-------- MATERIAL FOR THIS EXERCISE
//! Feishu (Lark) docx client.

use super::blocks::markdown_to_blocks;
use super::{AccessToken, DocumentPlatform};
use crate::config::Credentials;
use crate::retry::{status_error, RetryPolicy};
use crate::types::{AuthFailureKind, DigestError, PublishStep, Result};
use async_trait::async_trait;
use serde_json::{json, Value};
use std::time::Duration;
use tracing::{debug, info};
use uuid::Uuid;

pub const DEFAULT_BASE_URL: &str = "https://open.feishu.cn/open-apis";
const MAX_CHILDREN_PER_REQUEST: usize = 50;

#[derive(Debug, Clone)]
pub struct FeishuConfig {
    pub base_url: String,
    pub credentials: Credentials,
    pub folder_token: Option<String>,
    pub timeout: Duration,
    pub retry: RetryPolicy,
}

impl FeishuConfig {
    pub fn new(credentials: Credentials) -> Self {
        Self {
            base_url: DEFAULT_BASE_URL.to_string(),
            credentials,
            folder_token: None,
            timeout: Duration::from_secs(10),
            retry: RetryPolicy::default(),
        }
    }
}

pub struct FeishuClient {
    client: reqwest::Client,
    config: FeishuConfig,
}

impl FeishuClient {
    pub fn new(config: FeishuConfig) -> Result<Self> {
        let client = reqwest::Client::builder().timeout(config.timeout).build()?;
        Ok(Self { client, config })
    }

    fn endpoint(&self, path: &str) -> String {
        format!("{}{}", self.config.base_url.trim_end_matches('/'), path)
    }

    /// POST with retries on transient failures, then check the body's `code`.
    ///
    /// `query` is sent unchanged on every attempt.
    async fn post(
        &self,
        step: PublishStep,
        path: &str,
        token: Option<&AccessToken>,
        query: &[(&str, &str)],
        body: &Value,
    ) -> Result<Value> {
        let url = self.endpoint(path);
        let url = url.as_str();
        let client = &self.client;
        let label = format!("Feishu {}", step);

        let value = self
            .config
            .retry
            .run(&label, || async move {
                let mut request = client.post(url).query(query).json(body);
                if let Some(token) = token {
                    request = request.bearer_auth(token.secret());
                }
                let response = request.send().await?;
                if !response.status().is_success() {
                    return Err(status_error(url, response).await);
                }
                let value: Value = response.json().await?;
                Ok(value)
            })
            .await
            .map_err(|e| classify(step, e))?;

        let code = value.get("code").and_then(Value::as_i64).unwrap_or(0);
        if code != 0 {
            let msg = value.get("msg").and_then(Value::as_str).unwrap_or("unknown error");
            return Err(rejected(step, None, format!("Feishu code {}: {}", code, msg)));
        }
        Ok(value)
    }
}

/// Map a failed request onto the error class of the step it belongs to.
fn classify(step: PublishStep, e: DigestError) -> DigestError {
    let status = match &e {
        DigestError::Status { status, .. } => Some(*status),
        _ => None,
    };
    let message = e.to_string();

    match status {
        Some(401) | Some(403) => DigestError::Authentication {
            step,
            kind: AuthFailureKind::Rejected,
            status,
            message,
        },
        _ if step == PublishStep::Authenticate => DigestError::Authentication {
            step,
            kind: if e.is_transient() {
                AuthFailureKind::Transient
            } else {
                AuthFailureKind::Rejected
            },
            status,
            message,
        },
        _ => DigestError::DocumentOperation { step, status, message },
    }
}

/// Permanent failure: credentials refused during auth, otherwise a document error.
fn rejected(step: PublishStep, status: Option<u16>, message: String) -> DigestError {
    if step == PublishStep::Authenticate {
        DigestError::Authentication {
            step,
            kind: AuthFailureKind::Rejected,
            status,
            message,
        }
    } else {
        DigestError::DocumentOperation { step, status, message }
    }
}

#[async_trait]
impl DocumentPlatform for FeishuClient {
    fn platform_name(&self) -> String {
        "Feishu".to_string()
    }

    async fn authenticate(&self) -> Result<AccessToken> {
        let credentials = &self.config.credentials;
        let body = json!({
            "app_id": credentials.app_id,
            "app_secret": credentials.app_secret(),
        });
        let value = self
            .post(
                PublishStep::Authenticate,
                "/auth/v3/tenant_access_token/internal",
                None,
                &[],
                &body,
            )
            .await?;

        let token = value
            .get("tenant_access_token")
            .and_then(Value::as_str)
            .filter(|t| !t.is_empty())
            .ok_or_else(|| rejected(PublishStep::Authenticate, None, "response carried no tenant_access_token".into()))?;

        if let Some(expire) = value.get("expire").and_then(Value::as_u64) {
            debug!("Tenant access token expires in {}s", expire);
        }
        Ok(AccessToken::new(token))
    }

    async fn create_document(&self, token: &AccessToken, title: &str) -> Result<String> {
        let mut body = json!({ "title": title });
        if let Some(folder) = self.config.folder_token.as_deref().filter(|f| !f.is_empty()) {
            body["folder_token"] = json!(folder);
        }

        let value = self
            .post(PublishStep::CreateDocument, "/docx/v1/documents", Some(token), &[], &body)
            .await?;

        value
            .pointer("/data/document/document_id")
            .and_then(Value::as_str)
            .map(str::to_string)
            .ok_or_else(|| DigestError::DocumentOperation {
                step: PublishStep::CreateDocument,
                status: None,
                message: "response carried no document_id".into(),
            })
    }

    async fn write_content(&self, token: &AccessToken, document_id: &str, markdown: &str) -> Result<()> {
        let blocks = markdown_to_blocks(markdown);
        let path = format!("/docx/v1/documents/{0}/blocks/{0}/children", document_id);
        let batches = blocks.len().div_ceil(MAX_CHILDREN_PER_REQUEST);

        for (batch, children) in blocks.chunks(MAX_CHILDREN_PER_REQUEST).enumerate() {
            let body = json!({
                "children": children,
                "index": batch * MAX_CHILDREN_PER_REQUEST,
            });
            // One token per batch, shared by all of its retries.
            let client_token = Uuid::new_v4().to_string();
            self.post(
                PublishStep::WriteContent,
                &path,
                Some(token),
                &[("client_token", client_token.as_str())],
                &body,
            )
            .await?;
            debug!("Wrote block batch {}/{} to {}", batch + 1, batches, document_id);
        }

        info!("Wrote {} blocks in {} requests", blocks.len(), batches);
        Ok(())
    }
}

#[cfg(test)]
mod tests {
    use super::*;

    fn status(code: u16) -> DigestError {
        DigestError::Status {
            url: "https://open.feishu.cn".into(),
            status: code,
            detail: None,
        }
    }

    #[test]
    fn forbidden_is_an_authentication_failure_on_any_step() {
        let err = classify(PublishStep::CreateDocument, status(403));
        assert!(matches!(
            err,
            DigestError::Authentication {
                step: PublishStep::CreateDocument,
                kind: AuthFailureKind::Rejected,
                status: Some(403),
                ..
            }
        ));
        assert_eq!(err.exit_code(), 4);
    }

    #[test]
    fn exhausted_server_errors_during_auth_are_transient() {
        let err = classify(PublishStep::Authenticate, status(503));
        assert!(matches!(
            err,
            DigestError::Authentication {
                kind: AuthFailureKind::Transient,
                ..
            }
        ));
    }

    #[test]
    fn other_client_errors_are_document_failures() {
        let err = classify(PublishStep::WriteContent, status(400));
        assert!(matches!(
            err,
            DigestError::DocumentOperation {
                step: PublishStep::WriteContent,
                status: Some(400),
                ..
            }
        ));
        assert_eq!(err.exit_code(), 5);
    }
}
----------------
WHAT IS NEEDED: The lines from the beginning of the records through the line containing "if let Some(token)" should be reproduced exactly. Include nothing else.

THE ANSWER:
//! Feishu (Lark) docx client.

use super::blocks::markdown_to_blocks;
use super::{AccessToken, DocumentPlatform};
use crate::config::Credentials;
use crate::retry::{status_error, RetryPolicy};
use crate::types::{AuthFailureKind, DigestError, PublishStep, Result};
use async_trait::async_trait;
use serde_json::{json, Value};
use std::time::Duration;
use tracing::{debug, info};
use uuid::Uuid;

pub const DEFAULT_BASE_URL: &str = "https://open.feishu.cn/open-apis";
const MAX_CHILDREN_PER_REQUEST: usize = 50;

#[derive(Debug, Clone)]
pub struct FeishuConfig {
    pub base_url: String,
    pub credentials: Credentials,
    pub folder_token: Option<String>,
    pub timeout: Duration,
    pub retry: RetryPolicy,
}

impl FeishuConfig {
    pub fn new(credentials: Credentials) -> Self {
        Self {
            base_url: DEFAULT_BASE_URL.to_string(),
            credentials,
            folder_token: None,
            timeout: Duration::from_secs(10),
            retry: RetryPolicy::default(),
        }
    }
}

pub struct FeishuClient {
    client: reqwest::Client,
    config: FeishuConfig,
}

impl FeishuClient {
    pub fn new(config: FeishuConfig) -> Result<Self> {
        let client = reqwest::Client::builder().timeout(config.timeout).build()?;
        Ok(Self { client, config })
    }

    fn endpoint(&self, path: &str) -> String {
        format!("{}{}", self.config.base_url.trim_end_matches('/'), path)
    }

    /// POST with retries on transient failures, then check the body's `code`.
    ///
    /// `query` is sent unchanged on every attempt.
    async fn post(
        &self,
        step: PublishStep,
        path: &str,
        token: Option<&AccessToken>,
        query: &[(&str, &str)],
        body: &Value,
    ) -> Result<Value> {
        let url = self.endpoint(path);
        let url = url.as_str();
        let client = &self.client;
        let label = format!("Feishu {}", step);

        let value = self
            .config
            .retry
            .run(&label, || async move {
                let mut request = client.post(url).query(query).json(body);
                if let Some(token) = token {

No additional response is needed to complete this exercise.